## Task objective
The reply should give back every entry exactly as written.

===== Available data

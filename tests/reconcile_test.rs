mod common;

use std::time::Duration;

use async_trait::async_trait;
use chrono::NaiveDate;

use youthscan::domain::notice::NewNotice;
use youthscan::processing::reconcile::reconcile_stale_notices;
use youthscan::repository::{ListFilter, NoticeReader, NoticeWriter};
use youthscan::sources::{Source, SourcePage, UpstreamError};

use common::TestDb;

/// A source whose snapshot is a fixed set of already-canonical records.
struct SnapshotSource {
    records: Vec<NewNotice>,
}

#[async_trait]
impl Source for SnapshotSource {
    type Raw = NewNotice;

    fn name(&self) -> &'static str {
        "snapshot"
    }

    fn page_delay(&self) -> Duration {
        Duration::ZERO
    }

    async fn fetch_page(&self, page: usize) -> Result<SourcePage<NewNotice>, UpstreamError> {
        let items = if page == 1 { self.records.clone() } else { Vec::new() };
        Ok(SourcePage {
            total_count: self.records.len(),
            items,
        })
    }

    fn map_to_canonical(&self, raw: NewNotice) -> NewNotice {
        raw
    }
}

fn stored(policy_number: &str, title: &str) -> NewNotice {
    NewNotice {
        policy_number: Some(policy_number.to_string()),
        title: title.to_string(),
        ..Default::default()
    }
}

#[tokio::test]
async fn reconciler_backfills_matched_records_and_skips_the_rest() {
    let db = TestDb::new();
    let repo = db.repo();

    // two stale records, one record that is already complete
    let mut complete = stored("R0", "완료된 정책");
    complete.start_date = NaiveDate::from_ymd_opt(2025, 1, 1);
    repo.upsert_notice(&complete).unwrap();
    repo.upsert_notice(&stored("R1", "날짜 없는 정책")).unwrap();
    repo.upsert_notice(&stored("R2", "스냅샷에 없는 정책")).unwrap();

    // the snapshot only knows R1
    let mut fresh = stored("R1", "날짜 없는 정책");
    fresh.start_date = NaiveDate::from_ymd_opt(2025, 3, 10);
    fresh.end_date = NaiveDate::from_ymd_opt(2025, 3, 26);
    fresh.description = Some("갱신된 설명".to_string());
    let source = SnapshotSource {
        records: vec![fresh],
    };

    let report = reconcile_stale_notices(&source, &repo, 2000).await.unwrap();

    assert_eq!(report.candidates, 2);
    assert_eq!(report.updated, 1);
    assert_eq!(report.skipped, 1);
    assert_eq!(report.failed, 0);

    let notices = repo.list_notices(&ListFilter::default(), 10, 0).unwrap();
    let updated = notices
        .iter()
        .find(|n| n.policy_number.as_deref() == Some("R1"))
        .unwrap();
    assert_eq!(updated.start_date, NaiveDate::from_ymd_opt(2025, 3, 10));
    assert_eq!(updated.end_date, NaiveDate::from_ymd_opt(2025, 3, 26));
    assert_eq!(updated.description.as_deref(), Some("갱신된 설명"));

    let untouched = notices
        .iter()
        .find(|n| n.policy_number.as_deref() == Some("R2"))
        .unwrap();
    assert_eq!(untouched.start_date, None);
}

#[tokio::test]
async fn reconciler_is_a_noop_without_stale_records() {
    let db = TestDb::new();
    let repo = db.repo();

    let mut complete = stored("R0", "완료된 정책");
    complete.start_date = NaiveDate::from_ymd_opt(2025, 1, 1);
    repo.upsert_notice(&complete).unwrap();

    let source = SnapshotSource { records: vec![] };
    let report = reconcile_stale_notices(&source, &repo, 2000).await.unwrap();

    assert_eq!(report.candidates, 0);
    assert_eq!(report.updated, 0);
}

#[tokio::test]
async fn reconciler_counts_unmatched_as_skipped_not_failed() {
    let db = TestDb::new();
    let repo = db.repo();

    repo.upsert_notice(&stored("R1", "정책")).unwrap();

    // snapshot fetch succeeds but matches nothing
    let source = SnapshotSource {
        records: vec![stored("R9", "다른 정책")],
    };
    let report = reconcile_stale_notices(&source, &repo, 2000).await.unwrap();

    assert_eq!(report.candidates, 1);
    assert_eq!(report.skipped, 1);
    assert_eq!(report.failed, 0);
}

==========

## Solution to the problem
filename tests/reconcile_test.rs
mod common;

use std::time::Duration;

use async_trait::async_trait;
use chrono::NaiveDate;

use youthscan::domain::notice::NewNotice;
use youthscan::processing::reconcile::reconcile_stale_notices;
use youthscan::repository::{ListFilter, NoticeReader, NoticeWriter};
use youthscan::sources::{Source, SourcePage, UpstreamError};

use common::TestDb;

/// A source whose snapshot is a fixed set of already-canonical records.
struct SnapshotSource {
    records: Vec<NewNotice>,
}

#[async_trait]
impl Source for SnapshotSource {
    type Raw = NewNotice;

    fn name(&self) -> &'static str {
        "snapshot"
    }

    fn page_delay(&self) -> Duration {
        Duration::ZERO
    }

    async fn fetch_page(&self, page: usize) -> Result<SourcePage<NewNotice>, UpstreamError> {
        let items = if page == 1 { self.records.clone() } else { Vec::new() };
        Ok(SourcePage {
            total_count: self.records.len(),
            items,
        })
    }

    fn map_to_canonical(&self, raw: NewNotice) -> NewNotice {
        raw
    }
}

fn stored(policy_number: &str, title: &str) -> NewNotice {
    NewNotice {
        policy_number: Some(policy_number.to_string()),
        title: title.to_string(),
        ..Default::default()
    }
}

#[tokio::test]
async fn reconciler_backfills_matched_records_and_skips_the_rest() {
    let db = TestDb::new();
    let repo = db.repo();

    // two stale records, one record that is already complete
    let mut complete = stored("R0", "완료된 정책");
    complete.start_date = NaiveDate::from_ymd_opt(2025, 1, 1);
    repo.upsert_notice(&complete).unwrap();
    repo.upsert_notice(&stored("R1", "날짜 없는 정책")).unwrap();
    repo.upsert_notice(&stored("R2", "스냅샷에 없는 정책")).unwrap();

    // the snapshot only knows R1
    let mut fresh = stored("R1", "날짜 없는 정책");
    fresh.start_date = NaiveDate::from_ymd_opt(2025, 3, 10);
    fresh.end_date = NaiveDate::from_ymd_opt(2025, 3, 26);
    fresh.description = Some("갱신된 설명".to_string());
    let source = SnapshotSource {
        records: vec![fresh],
    };

    let report = reconcile_stale_notices(&source, &repo, 2000).await.unwrap();

    assert_eq!(report.candidates, 2);
    assert_eq!(report.updated, 1);
    assert_eq!(report.skipped, 1);
    assert_eq!(report.failed, 0);

    let notices = repo.list_notices(&ListFilter::default(), 10, 0).unwrap();
    let updated = notices
        .iter()
        .find(|n| n.policy_number.as_deref() == Some("R1"))
        .unwrap();
    assert_eq!(updated.start_date, NaiveDate::from_ymd_opt(2025, 3, 10));
    assert_eq!(updated.end_date, NaiveDate::from_ymd_opt(2025, 3, 26));
    assert_eq!(updated.description.as_deref(), Some("갱신된 설명"));

    let untouched = notices
        .iter()
        .find(|n| n.policy_number.as_deref() == Some("R2"))
        .unwrap();
    assert_eq!(untouched.start_date, None);
}

#[tokio::test]
async fn reconciler_is_a_noop_without_stale_records() {
    let db = TestDb::new();
    let repo = db.repo();

    let mut complete = stored("R0", "완료된 정책");
    complete.start_date = NaiveDate::from_ymd_opt(2025, 1, 1);
    repo.upsert_notice(&complete).unwrap();

    let source = SnapshotSource { records: vec![] };
    let report = reconcile_stale_notices(&source, &repo, 2000).await.unwrap();

    assert_eq!(report.candidates, 0);
    assert_eq!(report.updated, 0);
}

#[tokio::test]
async fn reconciler_counts_unmatched_as_skipped_not_failed() {
    let db = TestDb::new();
    let repo = db.repo();

    repo.upsert_notice(&stored("R1", "정책")).unwrap();

    // snapshot fetch succeeds but matches nothing
    let source = SnapshotSource {
        records: vec![stored("R9", "다른 정책")],
    };
    let report = reconcile_stale_notices(&source, &repo, 2000).await.unwrap();

    assert_eq!(report.candidates, 1);
    assert_eq!(report.skipped, 1);
    assert_eq!(report.failed, 0);
}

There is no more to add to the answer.